Facial Recognition just to use a Phone: China Sets a Dangerous Global Precedent
According to reports from yesterday, Chinese citizens now have to have their faces scanned when registering new mobile phone services, as the authorities seek to verify the identities of all Internet users.
This creates a restraint on all people who merely seek to do as people everywhere do: to communicate freely.
This is a particularly worrying development as it builds an unreliable, pervasive, and unnecessary technology on top of an unnecessary and exclusionary SIM card registration policy. Forcing people to register to use communication technology eradicates the potential for anonymity of communications, enables pervasive tracking and communications surveillance.
Building facial recognition on top of a SIM card registration system sets an extremely dangerous global precedent. Some countries, like Pakistan were outliers for requiring fingerprint registration for SIM registration. China is taking this to the next level.
Just like every other government with their spurious claims about SIM registration, the Chinese government states that their policy will “protect the legitimate rights and interest of citizens in cyberspace”. Experience shows otherwise. SIM registration has not been effective in curbing crime , but instead has fueled it. States that have adopted SIM card registration have seen the growth of identity-related crime, and have witnessed black markets quickly pop up to service those wishing to remain anonymous. Moreover, SIMs can be illicitly cloned. In many countries, criminals use foreign SIMs, or internet and satellite telephones, to circumvent SIM registration requirements.
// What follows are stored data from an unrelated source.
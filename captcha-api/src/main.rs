use std::net::SocketAddr;
use std::sync::Arc;

use clap::Parser;
use tracing_subscriber::{layer::SubscriberExt, util::SubscriberInitExt, EnvFilter};

use captcha_api::api::{create_router, AppState};
use captcha_api::config::{Config, LoggingConfig};
use captcha_api::engine::{EngineProvider, RecognitionEngine};

#[derive(Parser)]
#[command(name = "captcha-api")]
#[command(about = "Self-hostable CAPTCHA recognition API")]
struct Args {
    /// Bind address, overrides HOST
    #[arg(long)]
    host: Option<String>,

    /// Listen port, overrides PORT
    #[arg(long)]
    port: Option<u16>,
}

fn init_tracing(logging: &LoggingConfig) {
    let filter = EnvFilter::try_from_default_env().unwrap_or_else(|_| {
        EnvFilter::new(format!(
            "captcha_api={level},tower_http={level}",
            level = logging.level
        ))
    });

    let registry = tracing_subscriber::registry().with(filter);
    if logging.json {
        registry
            .with(tracing_subscriber::fmt::layer().json())
            .init();
    } else {
        registry.with(tracing_subscriber::fmt::layer()).init();
    }
}

#[tokio::main]
async fn main() -> anyhow::Result<()> {
    let args = Args::parse();

    dotenvy::dotenv().ok();

    let mut config = Config::from_env();
    if let Some(host) = args.host {
        config.server.host = host;
    }
    if let Some(port) = args.port {
        config.server.port = port;
    }

    init_tracing(&config.logging);

    if config.server.api_keys.is_empty() {
        tracing::warn!("API_KEYS is not set - captcha endpoints accept unauthenticated requests");
    }

    let engine = EngineProvider::new(&config.engine);
    if !engine.is_available() {
        tracing::warn!("OCR, detection and slider endpoints will return 503 until an engine is configured");
    }
    let engine: Arc<dyn RecognitionEngine> = Arc::new(engine);

    let state = AppState::new(config.clone(), engine)?;
    let app = create_router(state);

    let listener =
        tokio::net::TcpListener::bind((config.server.host.as_str(), config.server.port)).await?;
    let addr = listener.local_addr()?;

    tracing::info!("Captcha API starting on http://{}", addr);
    tracing::info!("  Health check: http://{}/health", addr);
    tracing::info!("  API docs:     http://{}/docs", addr);
    tracing::info!("  OpenAPI spec: http://{}/apispec.json", addr);

    axum::serve(
        listener,
        app.into_make_service_with_connect_info::<SocketAddr>(),
    )
    .with_graceful_shutdown(shutdown_signal())
    .await?;

    tracing::info!("Server stopped");
    Ok(())
}

async fn shutdown_signal() {
    let ctrl_c = async {
        if let Err(e) = tokio::signal::ctrl_c().await {
            tracing::error!("Failed to listen for Ctrl+C: {}", e);
            std::future::pending::<()>().await;
        }
    };

    #[cfg(unix)]
    let terminate = async {
        match tokio::signal::unix::signal(tokio::signal::unix::SignalKind::terminate()) {
            Ok(mut signal) => {
                signal.recv().await;
            }
            Err(e) => {
                tracing::error!("Failed to install SIGTERM handler: {}", e);
                std::future::pending::<()>().await;
            }
        }
    };

    #[cfg(not(unix))]
    let terminate = std::future::pending::<()>();

    tokio::select! {
        _ = ctrl_c => {},
        _ = terminate => {},
    }

    tracing::info!("Shutdown signal received, draining connections...");
}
The Chinese policy is setting a dark precedent. A recent police case in Peru gave us a scary example of the kind of risks we could be facing in the near future. As our partner Hiperderecho explains here:
The National Police dismantled a criminal organization that impersonated their victims to buy expensive cellphones on credit. To accomplish their crimes, they first obtained a list of people with good credit scores by querying publicly available databases from credit reporting agencies, then made counterfeited IDs with those names but different photos, and finally printed silicon 3D-copies of the fingerprints of their victims to wear as finger gloves and fool biometric scans. According to press reports, they obtained the original fingerprint and signature images from the National Registry of Identity, a mandatory registry for every Peruvian citizen that lists both birth and biometric information. Their whole criminal scheme was facilitated by the surveillance and mandatory registering policies enacted precisely to keep Peruvians safe.
This is a global phenomenon: several African and Asian states are increasingly adopting SIM card registration mandates, as illustrated by this timeline.
This is happening in absence of robust and adequately enforced data protection laws: while the majority of countries in Africa mandatory SIM card registration laws have been passed, only 43% of African countries have any data privacy laws. In countries that do have data privacy laws, critics and advocates have raised concerns about the lack of sufficient protections and safeguards.
This, coupled with a widespread use of prepaid SIM card use, it can allow for a more pervasive system of mass surveillance of people, as well as exclusion from important civic spaces, social networks, and education and health care.
If the Chinese Government is truly pre-occupied with the protection of the rights of citizens, it would limit data collection by enforcing strong data protection laws. Instead, it is subjecting Chinese mobile phone users to new forms of surveillance, with new risks to their data and identity, and setting yet another bad example for other countries.